The opinion introduces another challenge by calling for “flexibility” for member
states. In practice, this means regulatory fragmentation across 27 markets,
reopening the door to divergent national spectrum policies — precisely the
outcome Europe has spent two decades trying to avert with the Digital Single
Market.
> Without a credible roadmap, reserving the band for hypothetical cellular
> networks only exacerbates policy uncertainty without delivering progress.

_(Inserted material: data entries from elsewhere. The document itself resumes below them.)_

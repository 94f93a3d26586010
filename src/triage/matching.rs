//! Symptom-to-ailment matching.
//!
//! Scoring is a deliberate substring heuristic, not token or edit-distance
//! matching: a user symptom matches a catalog phrase when either string
//! contains the other after lowercasing. Short generic words ("pain") will
//! match many ailments; that fuzziness is part of the contract and callers
//! downstream depend on it.

use serde::Serialize;

use crate::knowledge::{AilmentId, KnowledgeBase};

/// Per-ailment scoring outcome for one `rank_matches` call. Transient:
/// computed, ranked, and discarded once the winning id is returned.
#[derive(Debug, Clone, PartialEq, Serialize)]
pub struct MatchResult {
    pub ailment: AilmentId,
    /// Number of user symptoms that matched this ailment. Each user symptom
    /// counts at most once, even if it matches several catalog phrases.
    pub score: usize,
    /// Size of the ailment's catalog symptom list.
    pub total_symptoms: usize,
    /// `score / total_symptoms * 100`.
    pub match_percentage: f64,
    /// `score / user symptom count * 100`.
    pub user_match_percentage: f64,
}

/// Score every catalog ailment against the user's symptoms and return the
/// candidates (score > 0) ranked by descending `(score, match_percentage)`.
///
/// The sort is stable, so ailments tied on both keys keep the catalog's
/// enumeration order and the first-inserted ailment wins. Empty input
/// yields an empty ranking.
pub fn rank_matches(kb: &KnowledgeBase, symptoms: &[String]) -> Vec<MatchResult> {
    if symptoms.is_empty() {
        return Vec::new();
    }

    let user: Vec<String> = symptoms.iter().map(|s| s.to_lowercase()).collect();
    let mut results = Vec::new();

    for record in kb.all() {
        let phrases: Vec<String> = record.symptoms.iter().map(|s| s.to_lowercase()).collect();

        // First containment hit per user symptom ends the phrase scan for
        // that symptom.
        let score = user
            .iter()
            .filter(|symptom| {
                phrases
                    .iter()
                    .any(|phrase| symptom.contains(phrase.as_str()) || phrase.contains(symptom.as_str()))
            })
            .count();

        if score == 0 {
            continue;
        }

        results.push(MatchResult {
            ailment: record.id.clone(),
            score,
            total_symptoms: record.symptoms.len(),
            match_percentage: score as f64 / record.symptoms.len() as f64 * 100.0,
            user_match_percentage: score as f64 / user.len() as f64 * 100.0,
        });
    }

    results.sort_by(|a, b| {
        b.score.cmp(&a.score).then_with(|| {
            b.match_percentage
                .partial_cmp(&a.match_percentage)
                .unwrap_or(std::cmp::Ordering::Equal)
        })
    });

    results
}

/// Identify the most likely ailment for the reported symptoms, or `None`
/// when nothing in the catalog overlaps (a normal outcome, not an error).
///
/// `duration` and `severity` are accepted for interface compatibility with
/// the dialogue manager's slot set but do not influence scoring; the
/// original engine never consulted them and that behavior is preserved.
pub fn identify_ailment(
    kb: &KnowledgeBase,
    symptoms: &[String],
    _duration: Option<&str>,
    _severity: Option<&str>,
) -> Option<AilmentId> {
    let ranked = rank_matches(kb, symptoms);
    match ranked.first() {
        Some(best) => {
            tracing::debug!(
                candidates = ranked.len(),
                winner = %best.ailment,
                score = best.score,
                "ailment identified"
            );
            Some(best.ailment.clone())
        }
        None => {
            tracing::debug!(symptoms = symptoms.len(), "no catalog ailment matched");
            None
        }
    }
}
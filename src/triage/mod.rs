pub mod advisory;
pub mod emergency;
pub mod matching;
pub mod slots;

pub use advisory::{advice_for, AdviceReport, CareNote, MedicationAdvice};
pub use emergency::{check_emergency, emergency_in_conversation, scan_conversation};
pub use matching::{identify_ailment, rank_matches, MatchResult};
pub use slots::{resolve_duration, resolve_severity, Severity};
use std::fmt;

use serde::{Deserialize, Serialize};

/// Identifier of a catalog ailment, e.g. `"common_cold"`.
///
/// Ids are lowercase snake_case and unique within a catalog. The id is the
/// only handle the dialogue manager holds between identifying an ailment and
/// asking for its advice data.
#[derive(Debug, Clone, PartialEq, Eq, Hash, Serialize, Deserialize)]
#[serde(transparent)]
pub struct AilmentId(String);

impl AilmentId {
    pub fn new(id: impl Into<String>) -> Self {
        Self(id.into())
    }

    pub fn as_str(&self) -> &str {
        &self.0
    }

    /// Human-readable heading for the renderer: underscores become spaces,
    /// each word is capitalized. `"common_cold"` → `"Common Cold"`.
    pub fn display_name(&self) -> String {
        self.0
            .split('_')
            .map(|word| {
                let mut chars = word.chars();
                match chars.next() {
                    Some(first) => first.to_uppercase().chain(chars).collect::<String>(),
                    None => String::new(),
                }
            })
            .collect::<Vec<_>>()
            .join(" ")
    }
}

impl fmt::Display for AilmentId {
    fn fmt(&self, f: &mut fmt::Formatter<'_>) -> fmt::Result {
        f.write_str(&self.0)
    }
}

impl From<&str> for AilmentId {
    fn from(id: &str) -> Self {
        Self(id.to_string())
    }
}

/// One catalog entry: a condition with its canonical symptom phrases and the
/// advice data the renderer needs. Immutable after catalog construction.
#[derive(Debug, Clone, PartialEq, Eq, Serialize, Deserialize)]
pub struct AilmentRecord {
    pub id: AilmentId,
    /// Canonical symptom phrases, lowercase free text. Never empty.
    pub symptoms: Vec<String>,
    /// Home-care instructions, in presentation order.
    pub treatments: Vec<String>,
    /// Medication names, free text (dosage-agnostic).
    pub medications: Vec<String>,
    /// Typical duration, free text (e.g. "5-7 days", "Chronic condition").
    pub duration: String,
    /// Prevention tips, in presentation order.
    pub prevention: Vec<String>,
}
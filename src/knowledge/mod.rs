pub mod base;
mod catalog;
pub mod types;

pub use base::KnowledgeBase;
pub use types::{AilmentId, AilmentRecord};

use thiserror::Error;

#[derive(Error, Debug)]
pub enum KnowledgeError {
    /// Lookup with an id the catalog never issued: a logic bug in the
    /// caller, not a user-facing condition.
    #[error("unknown ailment id: {0}")]
    NotFound(AilmentId),

    #[error("duplicate ailment id in catalog: {0}")]
    DuplicateId(AilmentId),

    #[error("ailment {0} has no symptoms")]
    EmptySymptoms(AilmentId),

    #[error("ailment {0} has an empty {1} entry")]
    EmptyField(AilmentId, &'static str),

    #[error("emergency symptom set is empty or contains empty phrases")]
    InvalidEmergencySet,
}
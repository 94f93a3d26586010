//! Salus: symptom-to-ailment matching and emergency detection for a
//! student health advisory assistant.
//!
//! The crate is the decision core behind a conversational health helper: the
//! surrounding dialogue manager extracts symptom/duration/severity slots
//! from the conversation and calls in here to find the most likely ailment,
//! to spot emergencies that must bypass normal advice, and to assemble the
//! structured treatment/medication/prevention data a renderer turns into
//! chat messages.
//!
//! Everything is a pure function over the immutable [`knowledge::KnowledgeBase`]:
//! no I/O, no state, no async. The bundled catalog is built once behind a
//! lazy static and can be shared freely across threads.
//!
//! ```
//! use salus::knowledge::KnowledgeBase;
//! use salus::triage;
//!
//! let kb = KnowledgeBase::bundled();
//! let symptoms = vec!["runny nose".to_string(), "sneezing".to_string()];
//!
//! assert!(!triage::check_emergency(kb, &symptoms));
//! let ailment = triage::identify_ailment(kb, &symptoms, None, None).unwrap();
//! let report = triage::advice_for(kb, &ailment, None).unwrap();
//! assert_eq!(report.display_name, "Common Cold");
//! ```

pub mod knowledge;
pub mod triage;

Equally significant is what the opinion does not address. The upper 6-GHz band
is already home to ‘incumbents’: fixed links and satellite services that support
public safety, government operations and industrial connectivity. Any meaningful
mobile deployment would require refarming these incumbents — a technically
complex, politically sensitive and financially burdensome process. To date, no
member state has proposed a viable plan for how such relocation would proceed,
how much it would cost or who would pay. Without a credible roadmap, reserving
the band for hypothetical cellular networks only exacerbates policy uncertainty
without delivering progress.
There is, however, a pragmatic alternative. The European Commission and the
member states committed to advancing Europe’s connectivity can allow controlled
Wi-Fi access to the upper 6-GHz band now — bringing immediate benefits for
citizens and enterprises — while establishing clear, evidence-based criteria for
any future cellular deployments. Those criteria should include demonstrated
commercial viability, validated coexistence with incumbents, and fully funded
relocation plans where necessary. This approach preserves long-term policy
flexibility for member states and mobile operators, while ensuring that spectrum
delivers measurable value today rather than being held indefinitely in reserve.
> Spectrum is not an abstract asset. RSPG itself calls it a scarce resource that
> must be used efficiently, but this opinion falls short of that principle.
Spectrum is not an abstract asset. RSPG itself calls it a scarce resource that
must be used efficiently, but this opinion falls short of that principle.
Spectrum underpins Europe’s competitiveness, connectivity, and digital
innovation. But its value is unlocked through use, not by shelving it in
anticipation that hypothetical future markets might someday justify withholding
action now. To remain competitive in the next decade, Europe needs a 6-GHz
policy grounded in evidence, aligned with the single market, and focused on
real-world impact. The upper 6-GHz band should be a driver of European
innovation, not the latest casualty of strategic hesitation.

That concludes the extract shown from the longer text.